%%
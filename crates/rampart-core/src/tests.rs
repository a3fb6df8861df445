#[cfg(test)]
mod tests {
    use crate::commands::PlayerCommand;
    use crate::enums::*;
    use crate::events::GameEvent;
    use crate::state::{GameStateSnapshot, HudView};
    use crate::types::{Position, SimTime, Velocity};

    /// The input layer sends commands as internally tagged JSON objects.
    #[test]
    fn test_player_command_wire_format() {
        let cmd: PlayerCommand =
            serde_json::from_str(r#"{"type":"PlaceTower","x":120.5,"y":40.0}"#).unwrap();
        assert_eq!(cmd, PlayerCommand::PlaceTower { x: 120.5, y: 40.0 });

        let cmd: PlayerCommand =
            serde_json::from_str(r#"{"type":"SelectTower","kind":"Splash"}"#).unwrap();
        assert_eq!(
            cmd,
            PlayerCommand::SelectTower {
                kind: TowerKind::Splash
            }
        );

        let json = serde_json::to_string(&PlayerCommand::StartWave).unwrap();
        assert_eq!(json, r#"{"type":"StartWave"}"#);
    }

    #[test]
    fn test_unknown_command_is_rejected() {
        let result = serde_json::from_str::<PlayerCommand>(r#"{"type":"SellTower"}"#);
        assert!(result.is_err());
    }

    #[test]
    fn test_event_wire_format() {
        let json = serde_json::to_string(&GameEvent::EnemyKilled { reward: 18 }).unwrap();
        assert_eq!(json, r#"{"type":"EnemyKilled","reward":18}"#);
    }

    #[test]
    fn test_snapshot_exposes_hud_fields() {
        let snapshot = GameStateSnapshot {
            hud: HudView {
                money: 68,
                lives: 20,
                wave: 1,
                score: 18,
                wave_in_progress: true,
            },
            ..Default::default()
        };
        let value = serde_json::to_value(&snapshot).unwrap();
        assert_eq!(value["hud"]["money"], 68);
        assert_eq!(value["hud"]["score"], 18);
        assert_eq!(value["phase"], "Active");
        assert!(value["selection"].is_null());
    }

    // ---- Geometry ----

    #[test]
    fn test_distance_is_euclidean() {
        let a = Position::new(0.0, 0.0);
        let b = Position::new(3.0, 4.0);
        assert!((a.distance_to(&b) - 5.0).abs() < 1e-12);
        assert!((b.distance_to(&a) - 5.0).abs() < 1e-12);
    }

    #[test]
    fn test_angle_uses_canvas_convention() {
        let origin = Position::new(10.0, 10.0);
        assert!(origin.angle_to(&Position::new(20.0, 10.0)).abs() < 1e-12);
        let down = origin.angle_to(&Position::new(10.0, 20.0));
        assert!((down - std::f64::consts::FRAC_PI_2).abs() < 1e-12);
    }

    #[test]
    fn test_velocity_toward_has_requested_speed() {
        let from = Position::new(0.0, 0.0);
        let to = Position::new(30.0, -40.0);
        let vel = Velocity::toward(&from, &to, 12.0);
        assert!((vel.speed() - 12.0).abs() < 1e-12);
        assert!((vel.x - 7.2).abs() < 1e-12);
        assert!((vel.y + 9.6).abs() < 1e-12);

        let moved = from.advanced_by(&vel);
        assert!((moved.distance_to(&from) - 12.0).abs() < 1e-12);
    }

    #[test]
    fn test_velocity_toward_same_point_is_zero() {
        let p = Position::new(5.0, 5.0);
        assert_eq!(Velocity::toward(&p, &p, 12.0), Velocity::default());
    }

    // ---- Time ----

    #[test]
    fn test_sim_time_sixty_ticks_is_one_second() {
        let mut time = SimTime::default();
        for _ in 0..60 {
            time.advance();
        }
        assert_eq!(time.tick, 60);
        assert!((time.elapsed_ms - 1000.0).abs() < 1e-9);
    }

    #[test]
    fn test_ticks_for_ms_is_exact_on_whole_ticks() {
        assert_eq!(SimTime::ticks_for_ms(800.0), 48);
        assert_eq!(SimTime::ticks_for_ms(1500.0), 90);
        assert_eq!(SimTime::ticks_for_ms(1200.0), 72);
        assert_eq!(SimTime::ticks_for_ms(1000.0), 60);
        assert_eq!(SimTime::ticks_for_ms(0.0), 0);
        // Partial ticks round up
        assert_eq!(SimTime::ticks_for_ms(810.0), 49);
    }
}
%%
EXERCISE:
Keep only those lines of the records that hold "moved", and return them.

EXERCISE SOLUTION:
        let moved = from.advanced_by(&vel);
        assert!((moved.distance_to(&from) - 12.0).abs() < 1e-12);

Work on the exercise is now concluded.